The other thing is that the hike in tuition fees has not meant a huge increase in income for universities because public funding was withdrawn. Lecturers have not had huge pay rises. There will be people teaching your children who are being paid less than minimum wage on hourly paid lectureships that only pay a set amount for marking and preparation. Many universities have hugely increased staff to student ratios and it’s simply impossible for me to give the same level of attention to each student when I have 75 of them rather than 25. I of course have no control over the numbers recruited.
What I will say is that students today are less motivated to do self-directed learning. In seminars, a large proportion will not have done the reading and instead expect me to simply ‘teach’ them. I give an enormous amount of help with assessments, basically telling the students how to answer the question. When I was at university, there was none of this and we genuinely had to figure it out for ourselves.
There has been a move towards grade inflation in recent years. Students feel entitled to at least a 2.1 due to the fees, and the numbers who achieve this have gone through the roof, all while resources have been cut back and studies show that students are spending an average of just 14 hours a week on their studies, often because they have to work part-time. For context, I studied at a RG university in the mid 00s and spent about 35 hours of self-study and 5 hours of classroom-based learning every week. I worked full time in paid work during university holidays and lived very frugally. My students barely read beyond the textbook today, yet expect first class marks (and are more likely to get them than what I was). If you are accustomed to this teacher-led style of learning, then the current set-up during the pandemic will be extremely unsatisfactory.

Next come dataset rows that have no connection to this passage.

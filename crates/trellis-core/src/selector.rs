//! # Selectors
//!
//! Composable predicates over vertices, edges, properties and leaf values.
//!
//! A `Selector` is a closed set of built-in variants. It deserializes from a
//! tagged table (`type = "vertexName"`, `type = "and"`, ...), so pipeline
//! configuration maps straight onto it.
//!
//! Empty `And` and `Or` both select everything.

use crate::element::{Edge, Element, Vertex};
use crate::graph::{Graph, VertexStream, failed_stream};
use crate::identity::Identity;
use crate::property::Property;
use crate::traversal::{HierarchyWalk, Neighbours, contains_within};
use crate::types::{Direction, GraphError, TraversalOrder, Value};
use regex::Regex;
use serde::{Deserialize, Deserializer, Serialize, Serializer};
use std::collections::BTreeSet;
use std::fmt;
use tracing::debug;

// =============================================================================
// PATTERN
// =============================================================================

/// A compiled regular expression that (de)serializes as its source string.
#[derive(Clone)]
pub struct Pattern(Regex);

impl Pattern {
    /// Compile a pattern. Fails with `InvalidArgument` on bad syntax.
    pub fn new(pattern: &str) -> Result<Self, GraphError> {
        Regex::new(pattern)
            .map(Self)
            .map_err(|e| GraphError::InvalidArgument(format!("invalid pattern {pattern:?}: {e}")))
    }

    /// Whether the pattern matches anywhere in `text`.
    #[must_use]
    pub fn is_match(&self, text: &str) -> bool {
        self.0.is_match(text)
    }

    /// The compiled expression.
    #[must_use]
    pub fn regex(&self) -> &Regex {
        &self.0
    }

    /// Source text of the pattern.
    #[must_use]
    pub fn as_str(&self) -> &str {
        self.0.as_str()
    }
}

impl PartialEq for Pattern {
    fn eq(&self, other: &Self) -> bool {
        self.as_str() == other.as_str()
    }
}

impl fmt::Debug for Pattern {
    fn fmt(&self, f: &mut fmt::Formatter<'_>) -> fmt::Result {
        write!(f, "Pattern({:?})", self.as_str())
    }
}

impl Serialize for Pattern {
    fn serialize<S: Serializer>(&self, serializer: S) -> Result<S::Ok, S::Error> {
        serializer.serialize_str(self.as_str())
    }
}

impl<'de> Deserialize<'de> for Pattern {
    fn deserialize<D: Deserializer<'de>>(deserializer: D) -> Result<Self, D::Error> {
        let source = String::deserialize(deserializer)?;
        Regex::new(&source)
            .map(Self)
            .map_err(serde::de::Error::custom)
    }
}

// =============================================================================
// SELECTOR
// =============================================================================

/// Parameters of a structural (descendant or ancestor) selection.
#[derive(Debug, Clone, PartialEq, Serialize, Deserialize)]
#[serde(rename_all = "camelCase")]
pub struct HierarchySelection {
    /// Start vertices.
    pub ids: Vec<Identity>,
    /// Whether the start vertices are selected themselves.
    #[serde(default = "include_roots_default")]
    pub include_roots: bool,
    /// Maximum hops from a start vertex. `None` is unbounded.
    #[serde(default)]
    pub depth: Option<usize>,
    /// Emission order when selecting.
    #[serde(default)]
    pub traversal: TraversalOrder,
}

const fn include_roots_default() -> bool {
    true
}

impl HierarchySelection {
    /// Unbounded selection from `ids`, starts included, preorder.
    #[must_use]
    pub fn new(ids: Vec<Identity>) -> Self {
        Self {
            ids,
            include_roots: true,
            depth: None,
            traversal: TraversalOrder::Preorder,
        }
    }
}

/// A predicate determining inclusion of graph elements and values.
#[derive(Debug, Clone, PartialEq, Serialize, Deserialize)]
#[serde(tag = "type", rename_all = "camelCase", rename_all_fields = "camelCase")]
pub enum Selector {
    /// Everything.
    All,
    /// Nothing.
    None,
    /// Vertices whose identity is listed.
    Include {
        /// Selected identities.
        ids: Vec<Identity>,
    },
    /// Vertices whose identity is not listed.
    Exclude {
        /// Rejected identities.
        ids: Vec<Identity>,
    },
    /// Vertices whose label matches.
    VertexName {
        /// Label pattern.
        pattern: Pattern,
    },
    /// Properties whose name matches, and vertices carrying one.
    PropertyName {
        /// Property name pattern.
        pattern: Pattern,
    },
    /// Numeric values of one property within inclusive bounds.
    PropertyRange {
        /// Property name.
        property: String,
        /// Lower bound, if any.
        #[serde(default)]
        minimum: Option<f64>,
        /// Upper bound, if any.
        #[serde(default)]
        maximum: Option<f64>,
    },
    /// Vertices with exactly the given in- and/or out-degree.
    Degree {
        /// Required in-degree.
        #[serde(default)]
        in_degree: Option<usize>,
        /// Required out-degree.
        #[serde(default)]
        out_degree: Option<usize>,
    },
    /// Intersection. Empty selects everything.
    And {
        /// Operands.
        #[serde(default)]
        selectors: Vec<Selector>,
    },
    /// Union. Empty selects everything.
    Or {
        /// Operands.
        #[serde(default)]
        selectors: Vec<Selector>,
    },
    /// Descendants of the start vertices.
    Descendants(HierarchySelection),
    /// Ancestors of the start vertices.
    Ancestors(HierarchySelection),
}

impl Selector {
    /// Vertices without in-edges.
    #[must_use]
    pub const fn roots() -> Self {
        Self::Degree {
            in_degree: Some(0),
            out_degree: None,
        }
    }

    /// Direct children of `ids`, excluding `ids` themselves.
    #[must_use]
    pub fn children(ids: Vec<Identity>) -> Self {
        Self::Descendants(HierarchySelection {
            include_roots: false,
            depth: Some(1),
            ..HierarchySelection::new(ids)
        })
    }

    /// Label pattern selector.
    pub fn vertex_name(pattern: &str) -> Result<Self, GraphError> {
        Ok(Self::VertexName {
            pattern: Pattern::new(pattern)?,
        })
    }

    /// Property name pattern selector.
    pub fn property_name(pattern: &str) -> Result<Self, GraphError> {
        Ok(Self::PropertyName {
            pattern: Pattern::new(pattern)?,
        })
    }

    // -------------------------------------------------------------------------
    // Membership
    // -------------------------------------------------------------------------

    /// Whether `vertex` is selected. Structural variants consult `graph`.
    pub fn contains_vertex(&self, graph: &dyn Graph, vertex: &Vertex) -> Result<bool, GraphError> {
        match self {
            Self::All => Ok(true),
            Self::None => Ok(false),
            Self::Include { ids } => Ok(ids.contains(&vertex.id)),
            Self::Exclude { ids } => Ok(!ids.contains(&vertex.id)),
            Self::VertexName { pattern } => {
                Ok(vertex.label().is_some_and(|label| pattern.is_match(label)))
            }
            Self::PropertyName { pattern } => Ok(vertex
                .properties
                .iter()
                .any(|p| pattern.is_match(&p.id))),
            Self::PropertyRange { property, .. } => Ok(vertex
                .property(property)
                .is_some_and(|p| self.contains_value(&p.value))),
            Self::Degree {
                in_degree,
                out_degree,
            } => Ok(in_degree.is_none_or(|d| vertex.in_edges().count() == d)
                && out_degree.is_none_or(|d| vertex.out_edges().count() == d)),
            Self::And { selectors } => {
                for selector in selectors {
                    if !selector.contains_vertex(graph, vertex)? {
                        return Ok(false);
                    }
                }
                Ok(true)
            }
            Self::Or { selectors } => {
                if selectors.is_empty() {
                    return Ok(true);
                }
                for selector in selectors {
                    if selector.contains_vertex(graph, vertex)? {
                        return Ok(true);
                    }
                }
                Ok(false)
            }
            Self::Descendants(selection) => {
                Self::contains_structural(graph, Direction::Descendants, selection, &vertex.id)
            }
            Self::Ancestors(selection) => {
                Self::contains_structural(graph, Direction::Ancestors, selection, &vertex.id)
            }
        }
    }

    fn contains_structural(
        graph: &dyn Graph,
        direction: Direction,
        selection: &HierarchySelection,
        id: &Identity,
    ) -> Result<bool, GraphError> {
        for root in &selection.ids {
            if contains_within(
                graph,
                direction,
                root,
                id,
                selection.include_roots,
                selection.depth,
            )? {
                return Ok(true);
            }
        }
        Ok(false)
    }

    /// Whether `edge` is selected for transformation.
    #[must_use]
    pub fn contains_edge(&self, edge: &Edge) -> bool {
        match self {
            Self::None => false,
            Self::And { selectors } => selectors.iter().all(|s| s.contains_edge(edge)),
            Self::Or { selectors } => {
                selectors.is_empty() || selectors.iter().any(|s| s.contains_edge(edge))
            }
            _ => true,
        }
    }

    /// Whether `property` is selected for transformation.
    #[must_use]
    pub fn contains_property(&self, property: &Property) -> bool {
        match self {
            Self::None => false,
            Self::PropertyName { pattern } => pattern.is_match(&property.id),
            Self::PropertyRange { property: name, .. } => property.id == *name,
            Self::And { selectors } => selectors.iter().all(|s| s.contains_property(property)),
            Self::Or { selectors } => {
                selectors.is_empty() || selectors.iter().any(|s| s.contains_property(property))
            }
            _ => true,
        }
    }

    /// Whether a leaf `value` is selected for transformation.
    #[must_use]
    pub fn contains_value(&self, value: &Value) -> bool {
        match self {
            Self::None => false,
            Self::PropertyRange {
                minimum, maximum, ..
            } => match value {
                Value::List(values) => values.iter().any(|v| self.contains_value(v)),
                other => other.as_f64().is_some_and(|x| {
                    minimum.is_none_or(|min| x >= min) && maximum.is_none_or(|max| x <= max)
                }),
            },
            Self::And { selectors } => selectors.iter().all(|s| s.contains_value(value)),
            Self::Or { selectors } => {
                selectors.is_empty() || selectors.iter().any(|s| s.contains_value(value))
            }
            _ => true,
        }
    }

    // -------------------------------------------------------------------------
    // Selection
    // -------------------------------------------------------------------------

    /// Lazily stream the selected vertices of `graph`.
    ///
    /// Identity and structural selectors use lookups and walks when the graph
    /// provides them; everything else filters full enumeration.
    pub fn select_vertices<'g>(&'g self, graph: &'g dyn Graph) -> VertexStream<'g> {
        match self {
            Self::Include { ids } => match graph.as_dynamic() {
                Some(dynamic) => dynamic.get_vertices_by_id(ids),
                None => self.filter_enumeration(graph),
            },
            Self::Degree {
                in_degree: Some(0),
                out_degree: None,
            } => match (graph.as_rooted(), graph.as_dynamic()) {
                // Reported roots are candidates only; a view's roots may have in-edges.
                (Some(rooted), Some(dynamic)) => Box::new(rooted.roots().filter_map(move |id| {
                    id.and_then(|id| match dynamic.get_vertex(&id)? {
                        Some(vertex) if self.contains_vertex(graph, &vertex)? => Ok(Some(vertex)),
                        _ => Ok(None),
                    })
                    .transpose()
                })),
                _ => self.filter_enumeration(graph),
            },
            Self::And { selectors } => match selectors.split_first() {
                None => self.filter_enumeration(graph),
                Some((first, rest)) => Box::new(first.select_vertices(graph).filter_map(
                    move |result| {
                        let keep = result.and_then(|vertex| {
                            for selector in rest {
                                if !selector.contains_vertex(graph, &vertex)? {
                                    return Ok(None);
                                }
                            }
                            Ok(Some(vertex))
                        });
                        keep.transpose()
                    },
                )),
            },
            Self::Or { selectors } if !selectors.is_empty() => {
                let mut seen = BTreeSet::new();
                Box::new(
                    selectors
                        .iter()
                        .flat_map(move |selector| selector.select_vertices(graph))
                        .filter(move |result| match result {
                            Ok(vertex) => seen.insert(vertex.id.clone()),
                            Err(_) => true,
                        }),
                )
            }
            Self::Descendants(selection) => {
                self.select_structural(graph, Direction::Descendants, selection)
            }
            Self::Ancestors(selection) => {
                self.select_structural(graph, Direction::Ancestors, selection)
            }
            _ => self.filter_enumeration(graph),
        }
    }

    fn select_structural<'g>(
        &'g self,
        graph: &'g dyn Graph,
        direction: Direction,
        selection: &'g HierarchySelection,
    ) -> VertexStream<'g> {
        let Some(neighbours) = Neighbours::resolve(graph, direction) else {
            debug!(?direction, "walk adjacency missing: selecting by enumeration");
            return self.filter_enumeration(graph);
        };
        let mut seen = BTreeSet::new();
        Box::new(
            selection
                .ids
                .iter()
                .flat_map(move |root| {
                    HierarchyWalk::over(
                        neighbours,
                        root.clone(),
                        selection.include_roots,
                        selection.depth,
                        selection.traversal,
                    )
                })
                .filter(move |result| match result {
                    Ok(vertex) => seen.insert(vertex.id.clone()),
                    Err(_) => true,
                }),
        )
    }

    fn filter_enumeration<'g>(&'g self, graph: &'g dyn Graph) -> VertexStream<'g> {
        let entire = match graph.require_entire("Selector::select_vertices") {
            Ok(entire) => entire,
            Err(e) => return failed_stream(e),
        };
        Box::new(entire.get_vertices().filter_map(move |result| {
            result
                .and_then(|vertex| {
                    self.contains_vertex(graph, &vertex)
                        .map(|keep| keep.then_some(vertex))
                })
                .transpose()
        }))
    }
}

// =============================================================================
// TESTS
// =============================================================================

FWIW, I disagree with many of my colleagues who claim that online learning is great and that the students are getting a fantastic education nonetheless. I think staff should be teaching face to face unless they are clinically vulnerable and I think online learning in the way it is delivered currently is an extremely substandard alternative. I would be angry too as a student and I am angry at healthy colleagues who are at low risk from Covid refusing to teach on campus and harming their students’ education as a result.

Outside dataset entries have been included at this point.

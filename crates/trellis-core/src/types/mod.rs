//! # Core Type Definitions
//!
//! Shared leaf types for the Trellis engine:
//! - Leaf property payloads (`Value`)
//! - Traversal parameters (`TraversalOrder`, `Direction`)
//! - Capability names used in diagnostics (`Capability`)
//! - Error types (`GraphError`)

use crate::identity::Identity;
use serde::{Deserialize, Serialize};
use std::fmt;
use thiserror::Error;

// =============================================================================
// VALUE
// =============================================================================

/// The typed payload stored at the leaf of a property.
///
/// Serialized untagged so that configuration and graph files can use plain
/// scalars (`3`, `"foo"`, `true`) and arrays.
#[derive(Debug, Clone, PartialEq, Default, Serialize, Deserialize)]
#[serde(untagged)]
pub enum Value {
    /// No value.
    #[default]
    Null,
    /// A boolean.
    Bool(bool),
    /// A signed integer.
    Int(i64),
    /// A floating-point number.
    Float(f64),
    /// A string.
    String(String),
    /// An ordered list of values.
    List(Vec<Value>),
}

impl Value {
    /// Numeric view of this value, if it is an integer or a float.
    ///
    /// Strings are not parsed here; coercion is an explicit actor step.
    #[must_use]
    pub fn as_f64(&self) -> Option<f64> {
        match self {
            Self::Int(n) => Some(*n as f64),
            Self::Float(x) => Some(*x),
            _ => None,
        }
    }

    /// String view of this value, if it is a string.
    #[must_use]
    pub fn as_str(&self) -> Option<&str> {
        match self {
            Self::String(s) => Some(s),
            _ => None,
        }
    }

    /// Whether this value is `Null`.
    #[must_use]
    pub fn is_null(&self) -> bool {
        matches!(self, Self::Null)
    }
}

impl From<&str> for Value {
    fn from(s: &str) -> Self {
        Self::String(s.to_string())
    }
}

impl From<String> for Value {
    fn from(s: String) -> Self {
        Self::String(s)
    }
}

impl From<i64> for Value {
    fn from(n: i64) -> Self {
        Self::Int(n)
    }
}

impl From<i32> for Value {
    fn from(n: i32) -> Self {
        Self::Int(i64::from(n))
    }
}

impl From<f64> for Value {
    fn from(x: f64) -> Self {
        Self::Float(x)
    }
}

impl From<bool> for Value {
    fn from(b: bool) -> Self {
        Self::Bool(b)
    }
}

impl From<Vec<Value>> for Value {
    fn from(values: Vec<Value>) -> Self {
        Self::List(values)
    }
}

impl fmt::Display for Value {
    fn fmt(&self, f: &mut fmt::Formatter<'_>) -> fmt::Result {
        match self {
            Self::Null => write!(f, "null"),
            Self::Bool(b) => write!(f, "{b}"),
            Self::Int(n) => write!(f, "{n}"),
            Self::Float(x) => write!(f, "{x}"),
            Self::String(s) => write!(f, "{s}"),
            Self::List(values) => {
                write!(f, "[")?;
                for (index, value) in values.iter().enumerate() {
                    if index > 0 {
                        write!(f, ", ")?;
                    }
                    write!(f, "{value}")?;
                }
                write!(f, "]")
            }
        }
    }
}

// =============================================================================
// TRAVERSAL PARAMETERS
// =============================================================================

/// Emission order of a hierarchical traversal.
#[derive(Debug, Clone, Copy, PartialEq, Eq, Hash, Default, Serialize, Deserialize)]
#[serde(rename_all = "lowercase")]
pub enum TraversalOrder {
    /// Emit a vertex before expanding it.
    #[default]
    Preorder,
    /// Emit a vertex after all of its neighbours have been expanded.
    Postorder,
}

/// Which adjacency a hierarchical traversal follows.
#[derive(Debug, Clone, Copy, PartialEq, Eq, Hash, Default, Serialize, Deserialize)]
#[serde(rename_all = "lowercase")]
pub enum Direction {
    /// Follow out-edges (children).
    #[default]
    Descendants,
    /// Follow in-edges (parents).
    Ancestors,
}

impl Direction {
    /// The opposite direction, used for upward membership checks.
    #[must_use]
    pub const fn inverse(self) -> Self {
        match self {
            Self::Descendants => Self::Ancestors,
            Self::Ancestors => Self::Descendants,
        }
    }
}

// =============================================================================
// CAPABILITY NAMES
// =============================================================================

/// Names of the independently implementable graph access patterns.
///
/// Only used to describe missing capabilities in errors and logs; the
/// capabilities themselves are traits in [`crate::graph`].
#[derive(Debug, Clone, Copy, PartialEq, Eq, Hash, Serialize, Deserialize)]
pub enum Capability {
    /// Enumerate every vertex.
    Entire,
    /// Look up a vertex by identity.
    Dynamic,
    /// Stream parents of a vertex.
    DynamicIn,
    /// Stream children of a vertex.
    DynamicOut,
    /// Stream root identities.
    Rooted,
}

impl Capability {
    /// Every capability, in display order.
    pub const ALL: [Self; 5] = [
        Self::Entire,
        Self::Dynamic,
        Self::DynamicIn,
        Self::DynamicOut,
        Self::Rooted,
    ];
}

impl fmt::Display for Capability {
    fn fmt(&self, f: &mut fmt::Formatter<'_>) -> fmt::Result {
        let name = match self {
            Self::Entire => "entire",
            Self::Dynamic => "dynamic",
            Self::DynamicIn => "dynamic-in",
            Self::DynamicOut => "dynamic-out",
            Self::Rooted => "rooted",
        };
        f.pad(name)
    }
}

// =============================================================================
// ERROR TYPES
// =============================================================================

/// Errors that can occur in the Trellis engine.
///
/// - Capability absence is not an error: accessors return `None`
/// - Cycles are not an error: traversals terminate through visited sets
/// - Use `Result<T, GraphError>` for fallible operations
#[derive(Debug, Error)]
pub enum GraphError {
    /// An operation needs a capability that the underlying graph lacks.
    #[error("{operation} requires the {capability} capability, which the underlying graph does not provide")]
    NotSupported {
        /// The operation that was attempted.
        operation: &'static str,
        /// The capability it needs.
        capability: Capability,
    },

    /// A constructor or parameter received malformed input.
    #[error("Invalid argument: {0}")]
    InvalidArgument(String),

    /// A vertex that had to exist was not found.
    #[error("Vertex not found: {0}")]
    VertexNotFound(Identity),

    /// A value could not be converted to the requested type.
    #[error("Coercion failed: {0}")]
    Coercion(String),

    /// A remote or generated graph provider failed.
    #[error("Provider error: {0}")]
    Provider(String),
}

impl GraphError {
    /// Shorthand for a `NotSupported` error.
    #[must_use]
    pub const fn not_supported(operation: &'static str, capability: Capability) -> Self {
        Self::NotSupported {
            operation,
            capability,
        }
    }
}

// =============================================================================
// TESTS
// =============================================================================

#[cfg(test)]
mod tests {
    use super::*;

    #[test]
    fn value_numeric_view() {
        assert_eq!(Value::Int(3).as_f64(), Some(3.0));
        assert_eq!(Value::Float(2.5).as_f64(), Some(2.5));
        assert_eq!(Value::from("3").as_f64(), None);
        assert_eq!(Value::Null.as_f64(), None);
    }

    #[test]
    fn value_untagged_json() {
        let values: Vec<Value> = serde_json::from_str(r#"[null, true, 4, 1.5, "x", [1, "y"]]"#)
            .expect("deserialize");
        assert_eq!(
            values,
            vec![
                Value::Null,
                Value::Bool(true),
                Value::Int(4),
                Value::Float(1.5),
                Value::from("x"),
                Value::List(vec![Value::Int(1), Value::from("y")]),
            ]
        );
    }

    #[test]
    fn value_display_lists() {
        let value = Value::List(vec![Value::Int(1), Value::from("a")]);
        assert_eq!(value.to_string(), "[1, a]");
    }

    #[test]
    fn direction_inverse() {
        assert_eq!(Direction::Descendants.inverse(), Direction::Ancestors);
        assert_eq!(Direction::Ancestors.inverse(), Direction::Descendants);
    }

    #[test]
    fn not_supported_message_names_capability() {
        let err = GraphError::not_supported("FilterGraph::get_vertices", Capability::Entire);
        assert!(err.to_string().contains("entire"));
    }
}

However, for the complaints about high fees, you must target the government who imposed them, not the lecturers. You will never get a course with teaching ‘worth 9,250’. Your money will go on staff, buildings, professional support, libraries, halls of residence, maintenance and all manner of things. Teaching will be a very small part of what you pay for. It’s always been this way but used to be paid for by the government so it was never noticeable.